Automatic determination of differential coronary artery motion minima for cardiac computed tomography optimal phase selection.

Rationale And Objectives: Selecting the optimal phase for coronary artery evaluation can be challenging, especially at higher heart rates, given that the optimal phase may differ for each of the coronary arteries. This study aimed to evaluate a novel vessel-specific algorithm which automatically outputs the minimum motion phase per coronary artery.

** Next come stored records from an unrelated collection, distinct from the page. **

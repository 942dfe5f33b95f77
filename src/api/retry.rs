//! Retry with jittered exponential backoff for transient failures.
//!
//! This module provides the [`Backoff`] engine that drives one operation
//! through repeated attempts, and [`is_retryable`], the classifier that
//! decides whether a given [`ClientError`] is worth another attempt.
//!
//! # Overview
//!
//! Each failed attempt is classified. Retryable failures sleep for a delay
//! drawn uniformly from `[0.5 * d, 1.5 * d)`, where `d` starts at the initial
//! delay and doubles per retry up to the maximum. The sleep observes the
//! caller's [`CallScope`]: cancellation aborts immediately and the deadline
//! clips the sleep so the engine never overshoots it.
//!
//! # Example
//!
//! ```
//! use std::time::Duration;
//! use bundlex_core::{Backoff, CallScope, ClientError, RetryPolicy, is_retryable};
//!
//! # async fn example() -> Result<(), ClientError> {
//! let backoff = Backoff::new(RetryPolicy::new(3, Duration::from_millis(100), Duration::from_secs(2)));
//! let scope = CallScope::new();
//! let value = backoff
//!     .run(&scope, "example", |_attempt| async { Ok::<_, ClientError>(42) }, is_retryable)
//!     .await?;
//! assert_eq!(value, 42);
//! # Ok(())
//! # }
//! ```

use std::error::Error as StdError;
use std::future::Future;
use std::io::ErrorKind;
use std::sync::Mutex;
use std::time::Duration;

use rand::rngs::StdRng;
use rand::{Rng, SeedableRng};
use tokio::time::Instant;
use tracing::{debug, warn};

use super::ClientError;
use crate::scope::CallScope;

/// Default number of retries after the first attempt.
pub const DEFAULT_MAX_RETRIES: u32 = 3;

/// Default delay before the first retry.
pub const DEFAULT_INITIAL_BACKOFF: Duration = Duration::from_secs(1);

/// Default cap on the backoff delay.
pub const DEFAULT_MAX_BACKOFF: Duration = Duration::from_secs(30);

/// Retry limits for one operation.
///
/// # Delay Calculation
///
/// ```text
/// d(n)  = min(initial * 2^n, max)      n = 0-based retry index
/// sleep ~ uniform[0.5 * d(n), 1.5 * d(n))
/// ```
#[derive(Debug, Clone, Copy, PartialEq, Eq)]
pub struct RetryPolicy {
    max_retries: u32,
    initial_delay: Duration,
    max_delay: Duration,
}

impl Default for RetryPolicy {
    fn default() -> Self {
        Self {
            max_retries: DEFAULT_MAX_RETRIES,
            initial_delay: DEFAULT_INITIAL_BACKOFF,
            max_delay: DEFAULT_MAX_BACKOFF,
        }
    }
}

impl RetryPolicy {
    /// Creates a policy. `max_delay` is promoted to `initial_delay` if smaller.
    #[must_use]
    pub fn new(max_retries: u32, initial_delay: Duration, max_delay: Duration) -> Self {
        Self {
            max_retries,
            initial_delay,
            max_delay: max_delay.max(initial_delay),
        }
    }

    /// Returns a copy that never retries.
    #[must_use]
    pub fn without_retries(self) -> Self {
        Self {
            max_retries: 0,
            ..self
        }
    }

    /// Retries allowed after the first attempt.
    #[must_use]
    pub fn max_retries(&self) -> u32 {
        self.max_retries
    }

    /// Total attempts: `max_retries + 1`.
    #[must_use]
    pub fn max_attempts(&self) -> u32 {
        self.max_retries.saturating_add(1)
    }

    /// Returns the un-jittered delay before retry number `retry` (0-based).
    #[must_use]
    pub fn base_delay(&self, retry: u32) -> Duration {
        let factor = 2u32.checked_pow(retry).unwrap_or(u32::MAX);
        self.initial_delay
            .checked_mul(factor)
            .unwrap_or(self.max_delay)
            .min(self.max_delay)
    }
}

/// Source of jitter for backoff delays.
///
/// One PRNG behind a mutex, so a seeded instance makes delays reproducible
/// in tests while concurrent operations can still share it.
#[derive(Debug)]
pub struct Jitter {
    rng: Mutex<StdRng>,
}

impl Default for Jitter {
    fn default() -> Self {
        Self {
            rng: Mutex::new(StdRng::from_entropy()),
        }
    }
}

impl Jitter {
    /// Creates a deterministic jitter source.
    #[must_use]
    pub fn seeded(seed: u64) -> Self {
        Self {
            rng: Mutex::new(StdRng::seed_from_u64(seed)),
        }
    }

    /// Draws a delay uniformly from `[0.5 * base, 1.5 * base)`.
    pub fn apply(&self, base: Duration) -> Duration {
        if base.is_zero() {
            return base;
        }
        let factor: f64 = {
            let mut rng = self
                .rng
                .lock()
                .unwrap_or_else(std::sync::PoisonError::into_inner);
            rng.gen_range(0.5..1.5)
        };
        base.mul_f64(factor)
    }
}

/// Per-attempt context handed to the retried operation.
#[derive(Debug, Clone)]
pub struct RetryAttempt {
    /// 0-based attempt index.
    pub index: u32,
    /// Time since the first attempt started.
    pub elapsed: Duration,
    /// Display text of the previous attempt's error.
    pub last_error: Option<String>,
}

/// Backoff engine: runs an operation until it succeeds, fails permanently,
/// or exhausts its attempts.
#[derive(Debug, Default)]
pub struct Backoff {
    policy: RetryPolicy,
    jitter: Jitter,
}

impl Backoff {
    /// Creates an engine with an entropy-seeded jitter source.
    #[must_use]
    pub fn new(policy: RetryPolicy) -> Self {
        Self {
            policy,
            jitter: Jitter::default(),
        }
    }

    /// Creates an engine with an explicit jitter source.
    #[must_use]
    pub fn with_jitter(policy: RetryPolicy, jitter: Jitter) -> Self {
        Self { policy, jitter }
    }

    /// Returns the configured policy.
    #[must_use]
    pub fn policy(&self) -> &RetryPolicy {
        &self.policy
    }

    /// Computes the jittered sleep before retry number `retry` (0-based).
    #[must_use]
    pub fn delay_for(&self, retry: u32) -> Duration {
        self.jitter.apply(self.policy.base_delay(retry))
    }

    /// Runs `operation` under the engine's policy.
    ///
    /// # Errors
    ///
    /// - [`ClientError::Cancelled`] / [`ClientError::DeadlineExceeded`] when
    ///   the scope stops the operation; these are returned unannotated.
    /// - [`ClientError::Retry`] wrapping the last error when it was not
    ///   retryable or the attempts ran out.
    pub async fn run<T, F, Fut, C>(
        &self,
        scope: &CallScope,
        operation_name: &str,
        operation: F,
        classify: C,
    ) -> Result<T, ClientError>
    where
        F: FnMut(RetryAttempt) -> Fut,
        Fut: Future<Output = Result<T, ClientError>>,
        C: Fn(&ClientError) -> bool,
    {
        self.run_with_policy(scope, operation_name, self.policy, operation, classify)
            .await
    }

    /// Like [`run`](Self::run) with a per-call policy override.
    ///
    /// # Errors
    ///
    /// See [`run`](Self::run).
    pub async fn run_with_policy<T, F, Fut, C>(
        &self,
        scope: &CallScope,
        operation_name: &str,
        policy: RetryPolicy,
        mut operation: F,
        classify: C,
    ) -> Result<T, ClientError>
    where
        F: FnMut(RetryAttempt) -> Fut,
        Fut: Future<Output = Result<T, ClientError>>,
        C: Fn(&ClientError) -> bool,
    {
        let started = Instant::now();
        let mut last_error: Option<String> = None;

        for index in 0..policy.max_attempts() {
            scope.check()?;

            let attempt = RetryAttempt {
                index,
                elapsed: started.elapsed(),
                last_error: last_error.take(),
            };
            let error = match scope.run(operation(attempt)).await {
                Ok(value) => {
                    if index > 0 {
                        debug!(operation = operation_name, attempts = index + 1, "succeeded after retry");
                    }
                    return Ok(value);
                }
                Err(error) => error,
            };

            if error.is_cancelled() {
                return Err(error);
            }

            let attempts = index + 1;
            if !classify(&error) || attempts >= policy.max_attempts() {
                debug!(operation = operation_name, attempts, error = %error, "giving up");
                return Err(ClientError::Retry {
                    operation: operation_name.to_string(),
                    attempts,
                    source: Box::new(error),
                });
            }

            let base = policy.base_delay(index);
            let delay = self.jitter.apply(base);
            warn!(
                operation = operation_name,
                attempt = attempts,
                max_attempts = policy.max_attempts(),
                delay_ms = delay.as_millis(),
                error = %error,
                "retrying after transient failure"
            );
            last_error = Some(error.to_string());
            scope.sleep(delay).await?;
        }

        // max_attempts() is at least 1, so the loop always returns.
        Err(ClientError::unexpected(operation_name, "retry loop ended without an attempt"))
    }
}

/// Decides whether an error is transient.
///
/// Checks run in a fixed order and the first match wins:
///
/// 1. network-layer timeout → retryable
/// 2. cancellation / deadline exceeded → **not** retryable
/// 3. other timeout shapes (IO `TimedOut`) → retryable
/// 4. short read, connection reset, broken pipe, unexpected EOF, incomplete
///    download, invalid archive → retryable
/// 5. API error with status 408, 425, 429, 500, 502, 503, 504 → retryable
///
/// Everything else is permanent.
#[must_use]
pub fn is_retryable(error: &ClientError) -> bool {
    let error = error.root();

    // (1)
    match error {
        ClientError::Timeout { .. } => return true,
        ClientError::Network { source, .. } if source.is_timeout() => return true,
        _ => {}
    }

    // (2)
    if matches!(error, ClientError::Cancelled | ClientError::DeadlineExceeded) {
        return false;
    }

    // (3)
    if let Some(kind) = io_kind(error) {
        if kind == ErrorKind::TimedOut {
            return true;
        }
    }

    // (4)
    match error {
        ClientError::Truncated { .. }
        | ClientError::IncompleteDownload { .. }
        | ClientError::InvalidArchive { .. } => return true,
        ClientError::Network { source, .. }
            if source.is_connect() || source.is_body() || source.is_request() =>
        {
            return true;
        }
        _ => {}
    }
    if io_kind(error).is_some_and(is_short_read_kind) {
        return true;
    }

    // (5)
    if let ClientError::Api(api) = error {
        return api.is_retryable_status();
    }

    false
}

fn is_short_read_kind(kind: ErrorKind) -> bool {
    matches!(
        kind,
        ErrorKind::ConnectionReset
            | ErrorKind::ConnectionAborted
            | ErrorKind::BrokenPipe
            | ErrorKind::UnexpectedEof
    )
}

/// Finds the first `std::io::Error` kind in the error or its source chain.
fn io_kind(error: &ClientError) -> Option<ErrorKind> {
    if let ClientError::Io { source, .. } = error {
        return Some(source.kind());
    }
    let mut current: Option<&(dyn StdError + 'static)> = error.source();
    while let Some(err) = current {
        if let Some(io) = err.downcast_ref::<std::io::Error>() {
            return Some(io.kind());
        }
        current = err.source();
    }
    None
}
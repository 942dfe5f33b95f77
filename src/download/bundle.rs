//! Bundle export and archive download.
//!
//! Exporting a bundle is a two-step pipeline:
//!
//! 1. [`BundleDownloader::fetch_url`] asks the API for a bundle, either
//!    synchronously (the response carries the URL) or asynchronously (the
//!    response carries a process id, which is polled until it finishes).
//! 2. [`BundleDownloader::download_and_extract`] validates the URL, fetches
//!    the archive with retry, and unpacks it with the safe extractor.
//!
//! Archive fetches use a separate HTTP client that never sends the API token
//! and only follows redirects that pass the [`UrlGuard`].

use std::path::{Path, PathBuf};
use std::sync::Arc;
use std::time::Duration;

use futures_util::StreamExt;
use reqwest::{Client, Method, redirect};
use serde_json::{Map, Value};
use tokio::io::{AsyncWriteExt, BufWriter};
use tracing::{debug, info, instrument};
use url::Url;

use super::url_guard::redact;
use super::{UrlGuard, UrlGuardError};
use crate::api::constants::{CONNECT_TIMEOUT, ERROR_BODY_CAP};
use crate::api::{ApiError, ClientError, RetryBody, Transport, is_retryable};
use crate::config::ConfigError;
use crate::extract::{ExtractReport, ExtractionPolicy, extract_archive_cancellable};
use crate::process::{ApiProcessSource, PollPolicy, ProcessStatus, poll};
use crate::scope::CallScope;

/// Redirect hops followed for one archive fetch.
const MAX_REDIRECTS: usize = 10;

/// File name of the archive inside the download work directory.
const ARCHIVE_NAME: &str = "bundle.zip";

/// How the export is requested.
#[derive(Debug, Clone, Copy, PartialEq, Eq)]
pub enum DownloadMode {
    /// The export response carries the bundle URL.
    Sync,
    /// The export runs as a server-side process polled for up to `poll_budget`.
    Async {
        /// Wall-clock budget for polling the export process.
        poll_budget: Duration,
    },
}

/// One bundle export request.
#[derive(Debug, Clone, PartialEq)]
pub struct DownloadRequest {
    params: Map<String, Value>,
    mode: DownloadMode,
}

impl DownloadRequest {
    /// Creates a synchronous request with the given export parameters.
    #[must_use]
    pub fn new(params: Map<String, Value>) -> Self {
        Self {
            params,
            mode: DownloadMode::Sync,
        }
    }

    /// Switches to the asynchronous flow.
    #[must_use]
    pub fn asynchronous(mut self, poll_budget: Duration) -> Self {
        self.mode = DownloadMode::Async { poll_budget };
        self
    }

    /// Export parameters sent verbatim.
    #[must_use]
    pub fn params(&self) -> &Map<String, Value> {
        &self.params
    }

    /// Selected flow.
    #[must_use]
    pub fn mode(&self) -> DownloadMode {
        self.mode
    }
}

/// Exports bundles and downloads them.
#[derive(Debug, Clone)]
pub struct BundleDownloader {
    transport: Transport,
    cdn: Client,
    guard: UrlGuard,
}

impl BundleDownloader {
    /// Builds a downloader on top of an API transport.
    ///
    /// # Errors
    ///
    /// Returns [`ClientError::Config`] if the archive HTTP client cannot be built.
    pub fn new(transport: Transport) -> Result<Self, ClientError> {
        let guard = *transport.config().url_guard();
        let mut builder = Client::builder()
            .connect_timeout(CONNECT_TIMEOUT)
            .gzip(false)
            .user_agent(transport.config().user_agent())
            .redirect(guarded_redirects(guard));
        if let Some(timeout) = transport.config().http_timeout() {
            builder = builder.timeout(timeout);
        }
        let cdn = builder
            .build()
            .map_err(|source| ConfigError::HttpClient { source })?;
        Ok(Self {
            transport,
            cdn,
            guard,
        })
    }

    /// Requests an export and returns the validated bundle URL.
    ///
    /// # Errors
    ///
    /// - API and transport errors from the export call (after retry)
    /// - [`ClientError::Process`] when the export process fails, finishes
    ///   without a URL, or is still pending when the poll budget runs out
    /// - [`ClientError::UrlRejected`] when the URL fails validation
    #[instrument(skip(self, scope, request), fields(mode = ?request.mode()))]
    pub async fn fetch_url(&self, scope: &CallScope, request: &DownloadRequest) -> Result<Url, ClientError> {
        let project = self.transport.config().project_id();
        match request.mode() {
            DownloadMode::Sync => {
                let path = format!("projects/{project}/files/download");
                let body = self.post(scope, &path, request.params()).await?;
                let bundle_url = string_field(&body, "bundle_url")
                    .ok_or_else(|| ClientError::unexpected(format!("POST {path}"), "response has no bundle_url"))?;
                Ok(self.guard.validate(&bundle_url)?)
            }
            DownloadMode::Async { poll_budget } => {
                let path = format!("projects/{project}/files/async-download");
                let body = self.post(scope, &path, request.params()).await?;
                let process_id = string_field(&body, "process_id")
                    .ok_or_else(|| ClientError::unexpected(format!("POST {path}"), "response has no process_id"))?;
                info!(process_id = %process_id, "export queued");
                self.await_export(scope, &process_id, poll_budget).await
            }
        }
    }

    async fn post(&self, scope: &CallScope, path: &str, params: &Map<String, Value>) -> Result<Value, ClientError> {
        let body = RetryBody::json(params)?;
        self.transport
            .send_with_retry::<Value>(scope, Method::POST, path, body)
            .await?
            .ok_or_else(|| ClientError::unexpected(format!("POST {path}"), "empty response body"))
    }

    async fn await_export(&self, scope: &CallScope, process_id: &str, budget: Duration) -> Result<Url, ClientError> {
        let source = Arc::new(ApiProcessSource::new(self.transport.clone()));
        let policy = PollPolicy::from_config(self.transport.config(), budget);
        let ids = [process_id.to_string()];
        let results = poll(source, scope, &ids, policy).await?;

        let Some(process) = results.into_iter().next() else {
            return Err(ClientError::process(process_id, ProcessStatus::Queued.as_str(), "no status returned"));
        };
        match (process.status, process.result_url) {
            (ProcessStatus::Finished, Some(url)) => Ok(self.guard.validate(&url)?),
            (ProcessStatus::Finished, None) => Err(ClientError::process(
                &process.id,
                process.status.as_str(),
                "finished without a download URL",
            )),
            (ProcessStatus::Failed, _) => Err(ClientError::process(
                &process.id,
                process.status.as_str(),
                "export process failed",
            )),
            (ProcessStatus::Queued, _) => Err(ClientError::process(
                &process.id,
                process.status.as_str(),
                format!("export did not finish within {budget:?}"),
            )),
        }
    }

    /// Downloads the archive at `url` to `destination` with retry.
    ///
    /// Each attempt writes to a fresh temporary file next to `destination`,
    /// checks the byte count against any declared content length, and opens
    /// the result as a ZIP archive. Only a complete, readable archive is
    /// renamed into place.
    ///
    /// # Errors
    ///
    /// Returns the last attempt's error annotated with the attempt count, or
    /// [`ClientError::UrlRejected`] if `url` fails validation.
    #[instrument(skip(self, scope, url), fields(url = %redact(url)))]
    pub async fn download_archive(&self, scope: &CallScope, url: &Url, destination: &Path) -> Result<u64, ClientError> {
        self.guard.check(url)?;
        self.transport
            .backoff()
            .run(
                scope,
                "download bundle",
                |_attempt| self.download_once(url, destination),
                is_retryable,
            )
            .await
    }

    async fn download_once(&self, url: &Url, destination: &Path) -> Result<u64, ClientError> {
        let shown = redact(url);
        let operation = format!("GET {shown}");
        let response = self
            .cdn
            .get(url.clone())
            .send()
            .await
            .map_err(|e| map_fetch_error(&operation, e))?;

        let status = response.status();
        if !status.is_success() {
            let prefix = read_capped(response).await;
            return Err(ApiError::from_body(status.as_u16(), &prefix).into());
        }
        let expected = response.content_length();

        let dir = destination.parent().unwrap_or_else(|| Path::new("."));
        let temp = tempfile::Builder::new()
            .prefix(".bundle-")
            .suffix(".part")
            .tempfile_in(dir)
            .map_err(|e| ClientError::io(dir, e))?;
        let (file, temp_path) = temp.into_parts();
        let mut writer = BufWriter::new(tokio::fs::File::from_std(file));

        let mut stream = response.bytes_stream();
        let mut received: u64 = 0;
        while let Some(chunk) = stream.next().await {
            let chunk = chunk.map_err(|e| ClientError::network(operation.clone(), e.without_url()))?;
            writer
                .write_all(&chunk)
                .await
                .map_err(|e| ClientError::io(temp_path.to_path_buf(), e))?;
            received += chunk.len() as u64;
        }
        writer
            .flush()
            .await
            .map_err(|e| ClientError::io(temp_path.to_path_buf(), e))?;
        drop(writer);

        if let Some(expected) = expected {
            if expected != received {
                return Err(ClientError::incomplete_download(shown, expected, received));
            }
        }

        let check_path = temp_path.to_path_buf();
        let checked = tokio::task::spawn_blocking(move || validate_zip(&check_path))
            .await
            .map_err(|e| ClientError::invalid_archive(shown.clone(), format!("validation task failed: {e}")))?;
        checked.map_err(|reason| ClientError::invalid_archive(shown, reason))?;

        temp_path
            .persist(destination)
            .map_err(|e| ClientError::io(destination, e.error))?;
        debug!(bytes = received, path = %destination.display(), "archive downloaded");
        Ok(received)
    }

    /// Validates `url`, downloads the archive and extracts it into `destination`.
    ///
    /// The archive is kept in a temporary work directory that is removed
    /// afterwards.
    ///
    /// # Errors
    ///
    /// URL, download and extraction errors; see
    /// [`download_archive`](Self::download_archive) and
    /// [`extract_archive`](crate::extract::extract_archive).
    #[instrument(skip(self, scope, url, policy), fields(url = tracing::field::Empty, destination = %destination.display()))]
    pub async fn download_and_extract(
        &self,
        scope: &CallScope,
        url: &str,
        destination: &Path,
        policy: &ExtractionPolicy,
    ) -> Result<ExtractReport, ClientError> {
        let url = self.guard.validate(url)?;
        tracing::Span::current().record("url", redact(&url).as_str());
        let workdir = tempfile::Builder::new()
            .prefix("bundlex-")
            .tempdir()
            .map_err(|e| ClientError::io(std::env::temp_dir(), e))?;
        let archive = workdir.path().join(ARCHIVE_NAME);

        let bytes = self.download_archive(scope, &url, &archive).await?;
        info!(bytes, "bundle downloaded, extracting");

        let destination: PathBuf = destination.to_path_buf();
        let policy = *policy;
        let cancel = scope.token().child_token();
        let worker_cancel = cancel.clone();
        let extracted = scope
            .run(async move {
                tokio::task::spawn_blocking(move || {
                    extract_archive_cancellable(&archive, &destination, &policy, &worker_cancel)
                })
                .await
                .map_err(|e| ClientError::unexpected("extract bundle", format!("extraction task failed: {e}")))?
                .map_err(ClientError::from)
            })
            .await;
        // a deadline abandons the task without cancelling the caller's token
        cancel.cancel();
        let report = extracted?;
        drop(workdir);
        Ok(report)
    }
}

/// Only follows redirects whose target passes the guard.
fn guarded_redirects(guard: UrlGuard) -> redirect::Policy {
    redirect::Policy::custom(move |attempt| {
        if attempt.previous().len() >= MAX_REDIRECTS {
            return attempt.error("too many redirects");
        }
        match guard.check(attempt.url()) {
            Ok(()) => attempt.follow(),
            Err(rejected) => attempt.error(rejected),
        }
    })
}

/// Surfaces a redirect refused by the guard as a URL rejection. Other
/// errors drop the request URL, which may carry a signed query.
fn map_fetch_error(operation: &str, error: reqwest::Error) -> ClientError {
    if error.is_redirect() {
        let mut source = std::error::Error::source(&error);
        while let Some(cause) = source {
            if let Some(rejected) = cause.downcast_ref::<UrlGuardError>() {
                return ClientError::UrlRejected(rejected.clone());
            }
            source = cause.source();
        }
    }
    ClientError::network(operation, error.without_url())
}

fn validate_zip(path: &Path) -> Result<(), String> {
    let file = std::fs::File::open(path).map_err(|e| e.to_string())?;
    zip::ZipArchive::new(file).map(|_| ()).map_err(|e| e.to_string())
}

async fn read_capped(response: reqwest::Response) -> Vec<u8> {
    let mut prefix = Vec::new();
    let mut stream = response.bytes_stream();
    while let Some(Ok(chunk)) = stream.next().await {
        let take = (ERROR_BODY_CAP - prefix.len()).min(chunk.len());
        prefix.extend_from_slice(&chunk[..take]);
        if prefix.len() >= ERROR_BODY_CAP {
            break;
        }
    }
    prefix
}

fn string_field(body: &Value, key: &str) -> Option<String> {
    body.get(key)
        .and_then(Value::as_str)
        .map(str::trim)
        .filter(|s| !s.is_empty())
        .map(ToString::to_string)
}

#[cfg(test)]
#[allow(clippy::unwrap_used)]
mod tests {
    use std::io::Write;

    use super::*;

    #[test]
    fn test_validate_zip_rejects_garbage() {
        let mut file = tempfile::NamedTempFile::new().unwrap();
        file.write_all(b"PK\x03\x04 definitely not a zip").unwrap();
        assert!(validate_zip(file.path()).is_err());
    }

    #[test]
    fn test_validate_zip_accepts_empty_archive() {
        let file = tempfile::NamedTempFile::new().unwrap();
        let writer = zip::ZipWriter::new(file.reopen().unwrap());
        writer.finish().unwrap();
        assert!(validate_zip(file.path()).is_ok());
    }

    #[test]
    fn test_request_modes() {
        let request = DownloadRequest::new(Map::new());
        assert_eq!(request.mode(), DownloadMode::Sync);
        let request = request.asynchronous(Duration::from_secs(30));
        assert_eq!(
            request.mode(),
            DownloadMode::Async {
                poll_budget: Duration::from_secs(30)
            }
        );
    }
}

Materials And Methods: The study included 44 patients who underwent 256-slice cardiac computed tomography for evaluation of chest pain. End-systolic and mid-diastolic minimal motion phases were automatically calculated by a previously validated global motion algorithm and by a new vessel-specific algorithm which calculates the minimum motion for each of the three main coronary arteries, separately. Two readers blindly evaluated all coronary segments for image quality. Median scores per coronary artery were compared by the Wilcoxon signed rank test.

Results: The variation, per patient, between the optimal phases of the three coronary arteries was 5.0 ± 4.5% (1%-22%) for end systole and 4.8 ± 4.1% (0%-19%) for mid diastole. The mean image quality scores per coronary artery were 4.0 ± 0.61 for the vessel-specific approach and 3.80 ± 0.69 for the global phase selection (P < .001). Overall, 46 of 122 arteries had a better score with the vessel-specific approach and five with the standard global approach. Interreader agreement was substantial (k = 0.72).

Conclusions: This study has shown that multiple phases are required to ensure optimal image quality for all three coronary arteries and that a vessel-specific phase selection algorithm achieves superior results to the standard global approach.